Instructions for the task:
The answer must consist of every record below, transcribed exactly.

Records provided below:

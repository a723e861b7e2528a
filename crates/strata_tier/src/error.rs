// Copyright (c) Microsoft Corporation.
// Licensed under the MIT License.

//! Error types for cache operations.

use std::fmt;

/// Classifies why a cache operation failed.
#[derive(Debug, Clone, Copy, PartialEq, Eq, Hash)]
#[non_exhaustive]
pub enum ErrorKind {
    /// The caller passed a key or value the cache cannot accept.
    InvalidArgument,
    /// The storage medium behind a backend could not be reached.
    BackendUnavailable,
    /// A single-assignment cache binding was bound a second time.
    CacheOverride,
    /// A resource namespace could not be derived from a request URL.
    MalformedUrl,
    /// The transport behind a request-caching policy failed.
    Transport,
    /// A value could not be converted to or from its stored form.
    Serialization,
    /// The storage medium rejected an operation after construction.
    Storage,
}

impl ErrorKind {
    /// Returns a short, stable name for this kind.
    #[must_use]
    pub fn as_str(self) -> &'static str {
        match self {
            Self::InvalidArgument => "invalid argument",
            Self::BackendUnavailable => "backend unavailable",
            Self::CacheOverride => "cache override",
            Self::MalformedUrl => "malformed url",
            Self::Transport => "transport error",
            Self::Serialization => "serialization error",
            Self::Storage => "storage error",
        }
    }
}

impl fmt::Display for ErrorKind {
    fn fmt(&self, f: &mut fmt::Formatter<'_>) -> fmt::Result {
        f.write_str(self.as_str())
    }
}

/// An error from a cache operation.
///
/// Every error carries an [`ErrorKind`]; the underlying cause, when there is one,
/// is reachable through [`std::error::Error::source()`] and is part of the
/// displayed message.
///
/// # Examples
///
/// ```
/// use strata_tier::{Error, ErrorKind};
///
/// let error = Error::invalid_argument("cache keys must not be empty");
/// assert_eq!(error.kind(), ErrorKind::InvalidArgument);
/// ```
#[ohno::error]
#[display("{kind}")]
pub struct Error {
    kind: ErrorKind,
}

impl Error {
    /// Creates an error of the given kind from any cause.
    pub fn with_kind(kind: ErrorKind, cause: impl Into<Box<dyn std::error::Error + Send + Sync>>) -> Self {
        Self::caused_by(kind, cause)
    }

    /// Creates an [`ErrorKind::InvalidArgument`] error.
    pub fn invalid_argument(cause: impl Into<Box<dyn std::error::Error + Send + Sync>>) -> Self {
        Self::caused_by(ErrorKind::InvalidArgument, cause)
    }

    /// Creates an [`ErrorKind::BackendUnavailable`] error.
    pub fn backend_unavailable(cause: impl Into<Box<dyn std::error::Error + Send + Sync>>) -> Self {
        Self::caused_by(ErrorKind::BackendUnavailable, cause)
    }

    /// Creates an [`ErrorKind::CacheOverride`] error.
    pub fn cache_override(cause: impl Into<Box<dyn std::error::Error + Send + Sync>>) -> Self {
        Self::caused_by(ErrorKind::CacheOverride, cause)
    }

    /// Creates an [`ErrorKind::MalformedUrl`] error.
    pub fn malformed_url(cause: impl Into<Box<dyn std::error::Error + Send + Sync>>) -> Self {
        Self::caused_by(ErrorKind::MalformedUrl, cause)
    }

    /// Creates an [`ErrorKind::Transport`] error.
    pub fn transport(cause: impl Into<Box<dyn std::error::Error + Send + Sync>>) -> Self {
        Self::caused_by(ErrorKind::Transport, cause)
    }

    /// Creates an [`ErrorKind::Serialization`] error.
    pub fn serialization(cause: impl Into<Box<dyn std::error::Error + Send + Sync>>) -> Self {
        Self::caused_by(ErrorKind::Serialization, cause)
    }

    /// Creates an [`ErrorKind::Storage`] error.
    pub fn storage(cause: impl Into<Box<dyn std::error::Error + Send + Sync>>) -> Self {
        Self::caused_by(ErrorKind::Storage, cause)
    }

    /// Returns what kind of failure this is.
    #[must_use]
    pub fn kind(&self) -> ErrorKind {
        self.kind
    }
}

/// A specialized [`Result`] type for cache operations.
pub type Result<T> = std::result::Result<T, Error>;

End of Records provided.

Exercise output:
repository a723e861b7e2528a
filename crates/strata_tier/src/error.rs
// Copyright (c) Microsoft Corporation.
// Licensed under the MIT License.

//! Error types for cache operations.

use std::fmt;

/// Classifies why a cache operation failed.
#[derive(Debug, Clone, Copy, PartialEq, Eq, Hash)]
#[non_exhaustive]
pub enum ErrorKind {
    /// The caller passed a key or value the cache cannot accept.
    InvalidArgument,
    /// The storage medium behind a backend could not be reached.
    BackendUnavailable,
    /// A single-assignment cache binding was bound a second time.
    CacheOverride,
    /// A resource namespace could not be derived from a request URL.
    MalformedUrl,
    /// The transport behind a request-caching policy failed.
    Transport,
    /// A value could not be converted to or from its stored form.
    Serialization,
    /// The storage medium rejected an operation after construction.
    Storage,
}

impl ErrorKind {
    /// Returns a short, stable name for this kind.
    #[must_use]
    pub fn as_str(self) -> &'static str {
        match self {
            Self::InvalidArgument => "invalid argument",
            Self::BackendUnavailable => "backend unavailable",
            Self::CacheOverride => "cache override",
            Self::MalformedUrl => "malformed url",
            Self::Transport => "transport error",
            Self::Serialization => "serialization error",
            Self::Storage => "storage error",
        }
    }
}

impl fmt::Display for ErrorKind {
    fn fmt(&self, f: &mut fmt::Formatter<'_>) -> fmt::Result {
        f.write_str(self.as_str())
    }
}

/// An error from a cache operation.
///
/// Every error carries an [`ErrorKind`]; the underlying cause, when there is one,
/// is reachable through [`std::error::Error::source()`] and is part of the
/// displayed message.
///
/// # Examples
///
/// ```
/// use strata_tier::{Error, ErrorKind};
///
/// let error = Error::invalid_argument("cache keys must not be empty");
/// assert_eq!(error.kind(), ErrorKind::InvalidArgument);
/// ```
#[ohno::error]
#[display("{kind}")]
pub struct Error {
    kind: ErrorKind,
}

impl Error {
    /// Creates an error of the given kind from any cause.
    pub fn with_kind(kind: ErrorKind, cause: impl Into<Box<dyn std::error::Error + Send + Sync>>) -> Self {
        Self::caused_by(kind, cause)
    }

    /// Creates an [`ErrorKind::InvalidArgument`] error.
    pub fn invalid_argument(cause: impl Into<Box<dyn std::error::Error + Send + Sync>>) -> Self {
        Self::caused_by(ErrorKind::InvalidArgument, cause)
    }

    /// Creates an [`ErrorKind::BackendUnavailable`] error.
    pub fn backend_unavailable(cause: impl Into<Box<dyn std::error::Error + Send + Sync>>) -> Self {
        Self::caused_by(ErrorKind::BackendUnavailable, cause)
    }

    /// Creates an [`ErrorKind::CacheOverride`] error.
    pub fn cache_override(cause: impl Into<Box<dyn std::error::Error + Send + Sync>>) -> Self {
        Self::caused_by(ErrorKind::CacheOverride, cause)
    }

    /// Creates an [`ErrorKind::MalformedUrl`] error.
    pub fn malformed_url(cause: impl Into<Box<dyn std::error::Error + Send + Sync>>) -> Self {
        Self::caused_by(ErrorKind::MalformedUrl, cause)
    }

    /// Creates an [`ErrorKind::Transport`] error.
    pub fn transport(cause: impl Into<Box<dyn std::error::Error + Send + Sync>>) -> Self {
        Self::caused_by(ErrorKind::Transport, cause)
    }

    /// Creates an [`ErrorKind::Serialization`] error.
    pub fn serialization(cause: impl Into<Box<dyn std::error::Error + Send + Sync>>) -> Self {
        Self::caused_by(ErrorKind::Serialization, cause)
    }

    /// Creates an [`ErrorKind::Storage`] error.
    pub fn storage(cause: impl Into<Box<dyn std::error::Error + Send + Sync>>) -> Self {
        Self::caused_by(ErrorKind::Storage, cause)
    }

    /// Returns what kind of failure this is.
    #[must_use]
    pub fn kind(&self) -> ErrorKind {
        self.kind
    }
}

/// A specialized [`Result`] type for cache operations.
pub type Result<T> = std::result::Result<T, Error>;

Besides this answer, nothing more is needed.